### THE TASK
Wherever a line in the data holds the word "order", pull that line out.
****
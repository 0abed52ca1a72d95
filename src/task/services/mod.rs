//! Application services for task lifecycle orchestration.

mod execution;
mod handles;
mod lifecycle;

pub use lifecycle::{
    CANCELLED_MESSAGE, CreateTaskRequest, CreatedTask, DEFAULT_HISTORY_LIMIT, LifecycleConfig,
    MAX_HISTORY_LIMIT, SHUTDOWN_MESSAGE, TaskLifecycleError, TaskLifecycleResult,
    TaskLifecycleService,
};
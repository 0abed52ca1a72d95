//! Repository port for registry configuration persistence.

use crate::registry::domain::{RegistryConfig, RegistryConfigId};
use async_trait::async_trait;
use std::sync::Arc;
use thiserror::Error;

/// Result type for registry configuration repository operations.
pub type RegistryConfigRepositoryResult<T> = Result<T, RegistryConfigRepositoryError>;

/// Registry configuration persistence contract.
///
/// Implementations guarantee that at most one stored configuration carries
/// the default flag: storing or updating a default clears the flag on every
/// other configuration within the same critical section or transaction.
#[async_trait]
pub trait RegistryConfigRepository: Send + Sync {
    /// Stores a new configuration.
    ///
    /// # Errors
    ///
    /// Returns [`RegistryConfigRepositoryError::DuplicateConfig`] when the
    /// identifier already exists.
    async fn store(&self, config: &RegistryConfig) -> RegistryConfigRepositoryResult<()>;

    /// Persists changes to an existing configuration.
    ///
    /// # Errors
    ///
    /// Returns [`RegistryConfigRepositoryError::NotFound`] when the
    /// configuration does not exist.
    async fn update(&self, config: &RegistryConfig) -> RegistryConfigRepositoryResult<()>;

    /// Deletes a configuration.
    ///
    /// # Errors
    ///
    /// Returns [`RegistryConfigRepositoryError::NotFound`] when the
    /// configuration does not exist.
    async fn delete(&self, id: RegistryConfigId) -> RegistryConfigRepositoryResult<()>;

    /// Finds a configuration by identifier.
    async fn find_by_id(
        &self,
        id: RegistryConfigId,
    ) -> RegistryConfigRepositoryResult<Option<RegistryConfig>>;

    /// Returns every configuration, the default first and then newest first.
    async fn list(&self) -> RegistryConfigRepositoryResult<Vec<RegistryConfig>>;

    /// Returns the default configuration, if one is set.
    async fn find_default(&self) -> RegistryConfigRepositoryResult<Option<RegistryConfig>>;
}

/// Errors returned by registry configuration repository implementations.
#[derive(Debug, Clone, Error)]
pub enum RegistryConfigRepositoryError {
    /// A configuration with the same identifier already exists.
    #[error("duplicate registry configuration identifier: {0}")]
    DuplicateConfig(RegistryConfigId),

    /// The configuration was not found.
    #[error("registry configuration not found: {0}")]
    NotFound(RegistryConfigId),

    /// Persistence-layer failure.
    #[error("persistence error: {0}")]
    Persistence(Arc<dyn std::error::Error + Send + Sync>),
}

impl RegistryConfigRepositoryError {
    /// Wraps a persistence error.
    pub fn persistence(err: impl std::error::Error + Send + Sync + 'static) -> Self {
        Self::Persistence(Arc::new(err))
    }
}
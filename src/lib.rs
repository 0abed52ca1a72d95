//! Image relay: copies container images between registries as tracked,
//! cancellable background tasks.
//!
//! # Architecture
//!
//! The crate follows hexagonal architecture principles:
//!
//! - **Domain**: Pure business logic with no infrastructure dependencies
//! - **Ports**: Abstract trait interfaces for external interactions
//! - **Adapters**: Concrete implementations of ports (database, registry
//!   client, encryption)
//! - **Services**: Orchestration over ports
//!
//! # Modules
//!
//! - [`reference`]: Image reference parsing and canonical normalisation
//! - [`transfer`]: Pull, re-tag, push, and cleanup of one image
//! - [`registry`]: Stored registry configurations and credential resolution
//! - [`task`]: Transfer task lifecycle, cancellation, and shutdown
//! - [`config`]: Environment-driven service configuration
//! - [`telemetry`]: Tracing subscriber setup

pub mod config;
pub mod reference;
pub mod registry;
pub mod task;
pub mod telemetry;
pub mod transfer;
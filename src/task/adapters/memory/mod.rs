//! In-memory adapters for task persistence.

mod task;

pub use task::InMemoryTaskRepository;
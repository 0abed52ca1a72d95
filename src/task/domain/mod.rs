//! Domain model for image transfer tasks.

mod error;
mod ids;
mod listing;
mod task;

pub use error::{ParseTaskStatusError, TaskDomainError};
pub use ids::TaskId;
pub use listing::{TaskHistoryPage, TaskListing, TaskStats, TaskView};
pub use task::{NewTask, PersistedTaskData, Task, TaskStatus};
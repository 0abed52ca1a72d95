//! Error types for registry configuration validation.

use thiserror::Error;

/// Errors returned while constructing or editing a registry configuration.
#[derive(Debug, Clone, Error, PartialEq, Eq)]
pub enum RegistryConfigDomainError {
    /// The display name is empty after trimming.
    #[error("registry configuration name must not be empty")]
    EmptyName,

    /// The registry URL is empty after stripping scheme and slashes.
    #[error("registry URL must not be empty")]
    EmptyRegistryUrl,

    /// The username is empty after trimming.
    #[error("registry username must not be empty")]
    EmptyUsername,
}

/// Error returned while parsing a verification status from persistence.
#[derive(Debug, Clone, Error, PartialEq, Eq)]
#[error("unknown verification status: {0}")]
pub struct ParseVerificationStatusError(pub String);
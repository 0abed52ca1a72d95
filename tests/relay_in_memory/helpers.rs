//! Shared fixtures for in-memory integration tests.

use std::sync::Arc;
use std::time::Duration;

use image_relay::registry::{
    adapters::{AesGcmPasswordCipher, InMemoryRegistryConfigRepository},
    services::{CredentialResolver, RegistryConfigService},
};
use image_relay::task::{
    adapters::memory::InMemoryTaskRepository,
    domain::{Task, TaskId},
    services::{LifecycleConfig, TaskLifecycleService},
};
use image_relay::transfer::{adapters::InMemoryImageClient, services::TransferPipeline};
use mockable::DefaultClock;
use rstest::fixture;

/// Task service over in-memory adapters.
pub type TestTaskService = TaskLifecycleService<
    InMemoryTaskRepository,
    InMemoryRegistryConfigRepository,
    AesGcmPasswordCipher,
    InMemoryImageClient,
    DefaultClock,
>;

/// Registry administration service over in-memory adapters.
pub type TestAdminService =
    RegistryConfigService<InMemoryRegistryConfigRepository, AesGcmPasswordCipher, DefaultClock>;

/// Every service wired to one set of shared in-memory stores.
pub struct Relay {
    /// Task lifecycle service.
    pub tasks: TestTaskService,
    /// Registry configuration administration.
    pub registries: TestAdminService,
    /// Image client shared with the pipeline.
    pub images: InMemoryImageClient,
}

/// Provides a relay with default lifecycle settings.
#[fixture]
pub fn relay() -> Relay {
    let configs = Arc::new(InMemoryRegistryConfigRepository::new());
    let cipher = Arc::new(AesGcmPasswordCipher::new("integration-key"));
    let clock = Arc::new(DefaultClock);
    let images = InMemoryImageClient::new();
    let tasks = TaskLifecycleService::new(
        Arc::new(InMemoryTaskRepository::new()),
        CredentialResolver::new(Arc::clone(&configs), Arc::clone(&cipher)),
        TransferPipeline::new(Arc::new(images.clone())),
        Arc::clone(&clock),
        LifecycleConfig::default(),
    );
    let registries = RegistryConfigService::new(configs, cipher, clock);
    Relay {
        tasks,
        registries,
        images,
    }
}

/// Waits for the execution of `task_id` to finish and returns the task.
///
/// # Errors
///
/// Returns an error if the execution does not finish within a minute or
/// the task cannot be read back.
pub async fn settle(service: &TestTaskService, task_id: TaskId) -> Result<Task, eyre::Report> {
    tokio::time::timeout(Duration::from_secs(60), async {
        while service.is_executing(task_id) {
            tokio::time::sleep(Duration::from_millis(10)).await;
        }
    })
    .await?;
    Ok(service.get_task(task_id).await?.task)
}
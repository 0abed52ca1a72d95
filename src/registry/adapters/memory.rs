//! In-memory registry configuration repository.

use async_trait::async_trait;
use std::collections::HashMap;
use std::sync::{Arc, RwLock};

use crate::registry::{
    domain::{RegistryConfig, RegistryConfigId},
    ports::{
        RegistryConfigRepository, RegistryConfigRepositoryError, RegistryConfigRepositoryResult,
    },
};

/// Thread-safe in-memory registry configuration repository.
#[derive(Debug, Clone, Default)]
pub struct InMemoryRegistryConfigRepository {
    configs: Arc<RwLock<HashMap<RegistryConfigId, RegistryConfig>>>,
}

impl InMemoryRegistryConfigRepository {
    /// Creates an empty repository.
    #[must_use]
    pub fn new() -> Self {
        Self::default()
    }
}

fn lock_error(err: impl ToString) -> RegistryConfigRepositoryError {
    RegistryConfigRepositoryError::persistence(std::io::Error::other(err.to_string()))
}

fn clear_other_defaults(configs: &mut HashMap<RegistryConfigId, RegistryConfig>, keep: &RegistryConfig) {
    if keep.is_default() {
        for other in configs.values_mut().filter(|other| other.id() != keep.id()) {
            other.set_default(false);
        }
    }
}

#[async_trait]
impl RegistryConfigRepository for InMemoryRegistryConfigRepository {
    async fn store(&self, config: &RegistryConfig) -> RegistryConfigRepositoryResult<()> {
        let mut configs = self.configs.write().map_err(lock_error)?;
        if configs.contains_key(&config.id()) {
            return Err(RegistryConfigRepositoryError::DuplicateConfig(config.id()));
        }
        clear_other_defaults(&mut configs, config);
        configs.insert(config.id(), config.clone());
        Ok(())
    }

    async fn update(&self, config: &RegistryConfig) -> RegistryConfigRepositoryResult<()> {
        let mut configs = self.configs.write().map_err(lock_error)?;
        if !configs.contains_key(&config.id()) {
            return Err(RegistryConfigRepositoryError::NotFound(config.id()));
        }
        clear_other_defaults(&mut configs, config);
        configs.insert(config.id(), config.clone());
        Ok(())
    }

    async fn delete(&self, id: RegistryConfigId) -> RegistryConfigRepositoryResult<()> {
        let mut configs = self.configs.write().map_err(lock_error)?;
        configs
            .remove(&id)
            .map(|_| ())
            .ok_or(RegistryConfigRepositoryError::NotFound(id))
    }

    async fn find_by_id(
        &self,
        id: RegistryConfigId,
    ) -> RegistryConfigRepositoryResult<Option<RegistryConfig>> {
        let configs = self.configs.read().map_err(lock_error)?;
        Ok(configs.get(&id).cloned())
    }

    async fn list(&self) -> RegistryConfigRepositoryResult<Vec<RegistryConfig>> {
        let configs = self.configs.read().map_err(lock_error)?;
        let mut listed: Vec<RegistryConfig> = configs.values().cloned().collect();
        listed.sort_by(|a, b| {
            b.is_default()
                .cmp(&a.is_default())
                .then_with(|| b.created_at().cmp(&a.created_at()))
        });
        Ok(listed)
    }

    async fn find_default(&self) -> RegistryConfigRepositoryResult<Option<RegistryConfig>> {
        let configs = self.configs.read().map_err(lock_error)?;
        Ok(configs.values().find(|config| config.is_default()).cloned())
    }
}
//! Domain model for image transfers.

mod credentials;
mod error;
mod step;

pub use credentials::RegistryCredentials;
pub use error::TransferError;
pub use step::{TransferOutcome, TransferStep};
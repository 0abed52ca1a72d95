//! Diesel schema for registry configuration persistence.

diesel::table! {
    /// Stored destination registry configurations.
    registry_configs (id) {
        /// Configuration identifier.
        id -> Uuid,
        /// Display name.
        #[max_length = 255]
        name -> Varchar,
        /// Registry URL as entered.
        #[max_length = 512]
        registry_url -> Varchar,
        /// Registry username.
        #[max_length = 255]
        username -> Varchar,
        /// Encrypted password blob.
        password_encrypted -> Text,
        /// Verification status.
        #[max_length = 20]
        status -> Varchar,
        /// Time of the last connectivity test.
        last_tested_at -> Nullable<Timestamptz>,
        /// Default flag; a partial unique index allows one `true` row.
        is_default -> Bool,
        /// Creation timestamp.
        created_at -> Timestamptz,
    }
}
//! `PostgreSQL` repository implementation for transfer tasks.

use super::{
    models::{TaskRow, TaskStatsRow},
    schema::tasks,
};
use crate::registry::domain::RegistryConfigId;
use crate::task::{
    domain::{PersistedTaskData, Task, TaskId, TaskStats, TaskStatus},
    ports::{TaskRepository, TaskRepositoryError, TaskRepositoryResult},
};
use crate::transfer::domain::TransferStep;
use async_trait::async_trait;
use diesel::pg::PgConnection;
use diesel::prelude::*;
use diesel::r2d2::{ConnectionManager, Pool};
use diesel::result::{DatabaseErrorKind, Error as DieselError};

/// `PostgreSQL` connection pool type used by task adapters.
pub type TaskPgPool = Pool<ConnectionManager<PgConnection>>;

const TERMINAL_STATUSES: [&str; 3] = [
    TaskStatus::Completed.as_str(),
    TaskStatus::Failed.as_str(),
    TaskStatus::Cancelled.as_str(),
];

const STATS_QUERY: &str = concat!(
    "SELECT COUNT(*) AS total, ",
    "COUNT(*) FILTER (WHERE status = 'running') AS running, ",
    "COUNT(*) FILTER (WHERE status = 'pending') AS queued, ",
    "COUNT(*) FILTER (WHERE status = 'completed') AS succeeded, ",
    "COUNT(*) FILTER (WHERE status = 'failed') AS failed, ",
    "COUNT(*) FILTER (WHERE status = 'cancelled') AS cancelled, ",
    "(AVG(duration_secs) FILTER (WHERE status IN ('completed', 'failed') ",
    "AND duration_secs > 0))::float8 AS avg_duration ",
    "FROM tasks",
);

/// `PostgreSQL`-backed task repository.
#[derive(Debug, Clone)]
pub struct PostgresTaskRepository {
    pool: TaskPgPool,
}

impl PostgresTaskRepository {
    /// Creates a new repository from a `PostgreSQL` connection pool.
    #[must_use]
    pub const fn new(pool: TaskPgPool) -> Self {
        Self { pool }
    }

    async fn run_blocking<F, T>(&self, f: F) -> TaskRepositoryResult<T>
    where
        F: FnOnce(&mut PgConnection) -> TaskRepositoryResult<T> + Send + 'static,
        T: Send + 'static,
    {
        let pool = self.pool.clone();
        tokio::task::spawn_blocking(move || {
            let mut connection = pool.get().map_err(TaskRepositoryError::persistence)?;
            f(&mut connection)
        })
        .await
        .map_err(TaskRepositoryError::persistence)?
    }
}

#[async_trait]
impl TaskRepository for PostgresTaskRepository {
    async fn store(&self, task: &Task) -> TaskRepositoryResult<()> {
        let task_id = task.id();
        let row = to_row(task)?;

        self.run_blocking(move |connection| {
            diesel::insert_into(tasks::table)
                .values(&row)
                .execute(connection)
                .map_err(|err| match err {
                    DieselError::DatabaseError(DatabaseErrorKind::UniqueViolation, _) => {
                        TaskRepositoryError::DuplicateTask(task_id)
                    }
                    _ => TaskRepositoryError::persistence(err),
                })?;
            Ok(())
        })
        .await
    }

    async fn update(&self, task: &mut Task) -> TaskRepositoryResult<()> {
        let task_id = task.id();
        let expected = task.version();
        let mut next = task.clone();
        next.bump_version();
        let row = to_row(&next)?;
        let expected_column = to_i64(expected)?;

        self.run_blocking(move |connection| {
            let updated = diesel::update(
                tasks::table
                    .filter(tasks::id.eq(task_id.into_inner()))
                    .filter(tasks::version.eq(expected_column)),
            )
            .set(&row)
            .execute(connection)
            .map_err(TaskRepositoryError::persistence)?;
            if updated == 1 {
                return Ok(());
            }

            let exists = diesel::select(diesel::dsl::exists(
                tasks::table.filter(tasks::id.eq(task_id.into_inner())),
            ))
            .get_result::<bool>(connection)
            .map_err(TaskRepositoryError::persistence)?;
            if exists {
                Err(TaskRepositoryError::VersionConflict { task_id, expected })
            } else {
                Err(TaskRepositoryError::NotFound(task_id))
            }
        })
        .await?;

        *task = next;
        Ok(())
    }

    async fn find_by_id(&self, id: TaskId) -> TaskRepositoryResult<Option<Task>> {
        self.run_blocking(move |connection| {
            let row = tasks::table
                .find(id.into_inner())
                .select(TaskRow::as_select())
                .first::<TaskRow>(connection)
                .optional()
                .map_err(TaskRepositoryError::persistence)?;
            row.map(row_to_task).transpose()
        })
        .await
    }

    async fn find_latest_running(&self) -> TaskRepositoryResult<Option<Task>> {
        self.run_blocking(|connection| {
            let row = tasks::table
                .filter(tasks::status.eq(TaskStatus::Running.as_str()))
                .order(tasks::started_at.desc())
                .select(TaskRow::as_select())
                .first::<TaskRow>(connection)
                .optional()
                .map_err(TaskRepositoryError::persistence)?;
            row.map(row_to_task).transpose()
        })
        .await
    }

    async fn list_pending(&self) -> TaskRepositoryResult<Vec<Task>> {
        self.run_blocking(|connection| {
            let rows = tasks::table
                .filter(tasks::status.eq(TaskStatus::Pending.as_str()))
                .order(tasks::created_at.asc())
                .select(TaskRow::as_select())
                .load::<TaskRow>(connection)
                .map_err(TaskRepositoryError::persistence)?;
            rows.into_iter().map(row_to_task).collect()
        })
        .await
    }

    async fn list_recent_terminal(&self, limit: usize) -> TaskRepositoryResult<Vec<Task>> {
        let row_limit = to_i64(limit)?;
        self.run_blocking(move |connection| {
            let rows = tasks::table
                .filter(tasks::status.eq_any(TERMINAL_STATUSES))
                .order(tasks::completed_at.desc())
                .limit(row_limit)
                .select(TaskRow::as_select())
                .load::<TaskRow>(connection)
                .map_err(TaskRepositoryError::persistence)?;
            rows.into_iter().map(row_to_task).collect()
        })
        .await
    }

    async fn history(&self, limit: usize, offset: usize) -> TaskRepositoryResult<(Vec<Task>, u64)> {
        let page_limit = to_i64(limit)?;
        let page_offset = to_i64(offset)?;
        self.run_blocking(move |connection| {
            let total = tasks::table
                .filter(tasks::status.eq_any(TERMINAL_STATUSES))
                .count()
                .get_result::<i64>(connection)
                .map_err(TaskRepositoryError::persistence)?;
            let rows = tasks::table
                .filter(tasks::status.eq_any(TERMINAL_STATUSES))
                .order(tasks::created_at.desc())
                .limit(page_limit)
                .offset(page_offset)
                .select(TaskRow::as_select())
                .load::<TaskRow>(connection)
                .map_err(TaskRepositoryError::persistence)?;
            let tasks = rows
                .into_iter()
                .map(row_to_task)
                .collect::<TaskRepositoryResult<Vec<_>>>()?;
            Ok((tasks, to_u64(total)?))
        })
        .await
    }

    async fn stats(&self) -> TaskRepositoryResult<TaskStats> {
        self.run_blocking(|connection| {
            let row = diesel::sql_query(STATS_QUERY)
                .get_result::<TaskStatsRow>(connection)
                .map_err(TaskRepositoryError::persistence)?;
            Ok(TaskStats {
                total: to_u64(row.total)?,
                running: to_u64(row.running)?,
                queued: to_u64(row.queued)?,
                succeeded: to_u64(row.succeeded)?,
                failed: to_u64(row.failed)?,
                cancelled: to_u64(row.cancelled)?,
                avg_duration_secs: row.avg_duration,
            })
        })
        .await
    }

    async fn delete_terminal(&self) -> TaskRepositoryResult<u64> {
        self.run_blocking(|connection| {
            let deleted = diesel::delete(tasks::table.filter(tasks::status.eq_any(TERMINAL_STATUSES)))
                .execute(connection)
                .map_err(TaskRepositoryError::persistence)?;
            u64::try_from(deleted).map_err(TaskRepositoryError::persistence)
        })
        .await
    }
}

fn to_i64<T>(value: T) -> TaskRepositoryResult<i64>
where
    i64: TryFrom<T, Error = std::num::TryFromIntError>,
{
    i64::try_from(value).map_err(TaskRepositoryError::persistence)
}

fn to_u64(value: i64) -> TaskRepositoryResult<u64> {
    u64::try_from(value).map_err(TaskRepositoryError::persistence)
}

fn to_row(task: &Task) -> TaskRepositoryResult<TaskRow> {
    Ok(TaskRow {
        id: task.id().into_inner(),
        source_reference: task.source_reference().to_owned(),
        target_reference: task.target_reference().to_owned(),
        target_host: task.target_host().to_owned(),
        target_username: task.target_username().to_owned(),
        config_id: task.config_id().map(RegistryConfigId::into_inner),
        status: task.status().as_str().to_owned(),
        progress: i16::from(task.progress()),
        current_step: i16::from(task.step().ordinal()),
        step_message: task.step_message().to_owned(),
        error_message: task.error_message().map(str::to_owned),
        duration_secs: to_i64(task.duration_secs())?,
        created_at: task.created_at(),
        started_at: task.started_at(),
        completed_at: task.completed_at(),
        version: to_i64(task.version())?,
    })
}

fn row_to_task(row: TaskRow) -> TaskRepositoryResult<Task> {
    let status = TaskStatus::try_from(row.status.as_str()).map_err(TaskRepositoryError::persistence)?;
    let progress = u8::try_from(row.progress).map_err(TaskRepositoryError::persistence)?;
    let step = u8::try_from(row.current_step)
        .ok()
        .and_then(TransferStep::from_ordinal)
        .ok_or_else(|| {
            TaskRepositoryError::persistence(std::io::Error::other(format!(
                "unknown step ordinal {}",
                row.current_step
            )))
        })?;

    Ok(Task::from_persisted(PersistedTaskData {
        id: TaskId::from_uuid(row.id),
        source_reference: row.source_reference,
        target_reference: row.target_reference,
        target_host: row.target_host,
        target_username: row.target_username,
        config_id: row.config_id.map(RegistryConfigId::from_uuid),
        status,
        progress,
        step,
        step_message: row.step_message,
        error_message: row.error_message,
        duration_secs: to_u64(row.duration_secs)?,
        created_at: row.created_at,
        started_at: row.started_at,
        completed_at: row.completed_at,
        version: to_u64(row.version)?,
    }))
}
//! Error types for the transfer pipeline.

use super::TransferStep;
use crate::reference::ReferenceError;
use crate::transfer::ports::ImageClientError;
use thiserror::Error;

/// Errors returned by [`crate::transfer::services::TransferPipeline`].
#[derive(Debug, Error)]
pub enum TransferError {
    /// The source reference failed validation.
    #[error("invalid source image: {0}")]
    InvalidSource(#[source] ReferenceError),

    /// Pulling the source image failed.
    #[error("failed to pull image {reference}: {source}")]
    PullFailed {
        /// Normalised source reference.
        reference: String,
        /// Underlying client failure.
        source: ImageClientError,
    },

    /// Re-tagging the pulled image failed.
    #[error("failed to tag image {from} as {to}: {source}")]
    TagFailed {
        /// Normalised source reference.
        from: String,
        /// Target reference.
        to: String,
        /// Underlying client failure.
        source: ImageClientError,
    },

    /// Pushing to the destination failed.
    #[error("failed to push image {reference}: {source}")]
    PushFailed {
        /// Target reference.
        reference: String,
        /// Underlying client failure.
        source: ImageClientError,
    },

    /// The transfer's cancellation token fired during a step.
    #[error("transfer cancelled during {step:?} step")]
    Cancelled {
        /// Step that observed the cancellation.
        step: TransferStep,
    },
}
****
### EXERCISE ANSWER
                .order(tasks::started_at.desc())
                .order(tasks::created_at.asc())
                .order(tasks::completed_at.desc())
                .order(tasks::created_at.desc())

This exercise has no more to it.